Dr. Anne-Marie Fiore, Higher Education Curriculum and Instruction Senior Lead

Beginning in the 1980’s, technology has radically altered daily life, communication, and education.  Siemens, the developer of connectivism, labeled it as a new learning theory heavily influenced by technology. Connectivism is a theoretical framework driven by the understanding that information is a network continually being acquired and updated (Siemens, 2004).  Through a network, web, or internet, learners can (a) acquire new content which is continually updated, (b) identify credible resources, and (c) draw distinctions between opposing facts and figures.  In connectivist theory, one view of learning is knowing where to locate information may be as valuable as the information, itself.

Abik, Ajhoun, and Ensias (2012) asserted that to advance the quality of instructional practice, educators used a variety of learning theories, such as cognitivism, constructivism, and behaviorism.  Research by Abik et al. suggested that the “pre-technology” learning theories were no longer valid. Due to the implementation of new forms of e-learning, online, and distance learning, connectivism should be adopted wherever possible (Abik et al., 2012).

Why Connectivism?

Connectivism releases the learner from the cognitive practices of acquiring knowledge through experience, study, and receiving instruction. (Abik et al., 2012). Connectivism allows students to incorporate electronic devices for the “off-site” storage of information, treating the role of memory differently than prior learning theories.  With connectivism, technology is permitted to become part of the student’s internal learning process. While older learning theories have their place in the communication of basic knowledge, instruction must embrace connectivism to ensure that knowledge in the 21st century will be properly conveyed (Abik et al., 2012).

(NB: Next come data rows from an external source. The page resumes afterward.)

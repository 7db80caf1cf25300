//! DPoP proof validator

use std::sync::Arc;

use grantline_store::{Clock, ReplayCache, SystemClock};
use tokio_util::sync::CancellationToken;
use tracing::{debug, error, warn};

use crate::Result;
use crate::context::{DpopProofValidationContext, DpopProofValidationResult};
use crate::errors::DpopError;
use crate::nonce::NonceSealer;
use crate::options::DpopOptions;
use crate::steps::{
    FreshnessStep, HeaderStep, PayloadStep, ProofValidationState, ProofValidationStep, ReplayStep,
    SignatureStep, ValidationPhase,
};

/// Validates DPoP proofs through the ordered phase pipeline
#[derive(Debug, Clone)]
pub struct DpopProofValidator {
    options: DpopOptions,
    steps: Vec<Arc<dyn ProofValidationStep>>,
    sealer: Arc<dyn NonceSealer>,
    clock: Arc<dyn Clock>,
}

impl DpopProofValidator {
    /// Validator with the default steps
    pub fn new(options: DpopOptions, replay_cache: Arc<dyn ReplayCache>, sealer: Arc<dyn NonceSealer>) -> Self {
        Self::builder(replay_cache, sealer).options(options).build()
    }

    pub fn builder(
        replay_cache: Arc<dyn ReplayCache>,
        sealer: Arc<dyn NonceSealer>,
    ) -> DpopProofValidatorBuilder {
        DpopProofValidatorBuilder::new(replay_cache, sealer)
    }

    pub fn options(&self) -> &DpopOptions {
        &self.options
    }

    /// Seal a fresh server nonce for a `DPoP-Nonce` header
    ///
    /// # Errors
    /// Returns `DpopError::Crypto` if sealing fails.
    pub fn create_server_nonce(&self) -> Result<String> {
        self.sealer.seal(self.clock.now())
    }

    /// Validate a proof
    ///
    /// Rule violations are reported in the returned result. `Err` is
    /// reserved for infrastructure failures (replay cache, sealing).
    ///
    /// # Errors
    /// Returns `DpopError::Storage` or `DpopError::Crypto`.
    pub async fn validate(
        &self,
        context: &DpopProofValidationContext,
        cancel: &CancellationToken,
    ) -> Result<DpopProofValidationResult> {
        let mut result = DpopProofValidationResult::default();
        if context.proof_token.trim().is_empty() {
            result.fail(DpopError::MissingProof);
            return Ok(result);
        }

        let mut state = ProofValidationState {
            context: context.clone(),
            options: self.options.clone(),
            mode: context.validation_mode.unwrap_or(self.options.validation_mode),
            now: self.clock.now(),
            algorithm: None,
            verification_key: None,
            result,
        };

        for step in &self.steps {
            match step.run(&mut state, cancel).await {
                Ok(()) => {}
                Err(e) if e.is_infrastructure() => {
                    error!(
                        phase = ?step.phase(),
                        error = %e,
                        category = e.category(),
                        "DPoP validation aborted by infrastructure failure"
                    );
                    return Err(e);
                }
                Err(e) => {
                    warn!(
                        phase = ?step.phase(),
                        reason = %e,
                        category = e.category(),
                        client_id = context.client_id.as_deref().unwrap_or("-"),
                        "DPoP proof rejected"
                    );
                    state.result.fail(e);
                    return Ok(state.result);
                }
            }
        }

        debug!(jkt = state.result.jkt.as_deref().unwrap_or("-"), "DPoP proof accepted");
        Ok(state.result)
    }
}

/// Builder for [`DpopProofValidator`]
#[derive(Debug)]
pub struct DpopProofValidatorBuilder {
    options: DpopOptions,
    replay_cache: Arc<dyn ReplayCache>,
    sealer: Arc<dyn NonceSealer>,
    clock: Arc<dyn Clock>,
    overrides: Vec<Arc<dyn ProofValidationStep>>,
}

impl DpopProofValidatorBuilder {
    pub fn new(replay_cache: Arc<dyn ReplayCache>, sealer: Arc<dyn NonceSealer>) -> Self {
        Self {
            options: DpopOptions::default(),
            replay_cache,
            sealer,
            clock: Arc::new(SystemClock),
            overrides: Vec::new(),
        }
    }

    pub fn options(mut self, options: DpopOptions) -> Self {
        self.options = options;
        self
    }

    pub fn clock(mut self, clock: Arc<dyn Clock>) -> Self {
        self.clock = clock;
        self
    }

    /// Replace the default step for the step's phase
    pub fn step(mut self, step: Arc<dyn ProofValidationStep>) -> Self {
        self.overrides.retain(|existing| existing.phase() != step.phase());
        self.overrides.push(step);
        self
    }

    pub fn build(self) -> DpopProofValidator {
        let steps = ValidationPhase::ALL
            .into_iter()
            .map(|phase| {
                if let Some(step) = self.overrides.iter().find(|s| s.phase() == phase) {
                    return Arc::clone(step);
                }
                let step: Arc<dyn ProofValidationStep> = match phase {
                    ValidationPhase::Header => Arc::new(HeaderStep),
                    ValidationPhase::Signature => Arc::new(SignatureStep),
                    ValidationPhase::Payload => Arc::new(PayloadStep),
                    ValidationPhase::Freshness => Arc::new(FreshnessStep::new(Arc::clone(&self.sealer))),
                    ValidationPhase::Replay => Arc::new(ReplayStep::new(Arc::clone(&self.replay_cache))),
                };
                step
            })
            .collect();

        DpopProofValidator {
            options: self.options,
            steps,
            sealer: self.sealer,
            clock: self.clock,
        }
    }
}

Before technology appeared on the pedagogical landscape, the cognitivist method was delivery of instruction by a teacher-centered method. Students were receivers of the information. In the constructivist model, learners became dynamic members in the development of their own learning while the teacher served as facilitator (Stavredes, 2011). In the post-technology world, Siemens proposed “connectivism as a learning theory for the digital age” (Siemens, 2004, p.1 ). In connectivism, knowledge is distributed across networks where connections and connectedness inform learning. Heavily grounded in technology, connectivism is a learning theory based on the acquisition of the knowledge focused on the future, not the past (Siemens, 2012).

Learning theory and internet technologies are some of the components of what is considered an online educational ­experience.  Although the teacher, student, and content generally remain the same, the transmutation of student–teacher–content pedagogical triangle of the cognitive theory to the student–teacher–network–content tetrahedron of the connectivist learning theory invites the network into the educational process (Fiore, 2017).  Whether a student is learning in an online program or distance education course, teaching and learning can be improved by the incorporation of connectivist learning theory.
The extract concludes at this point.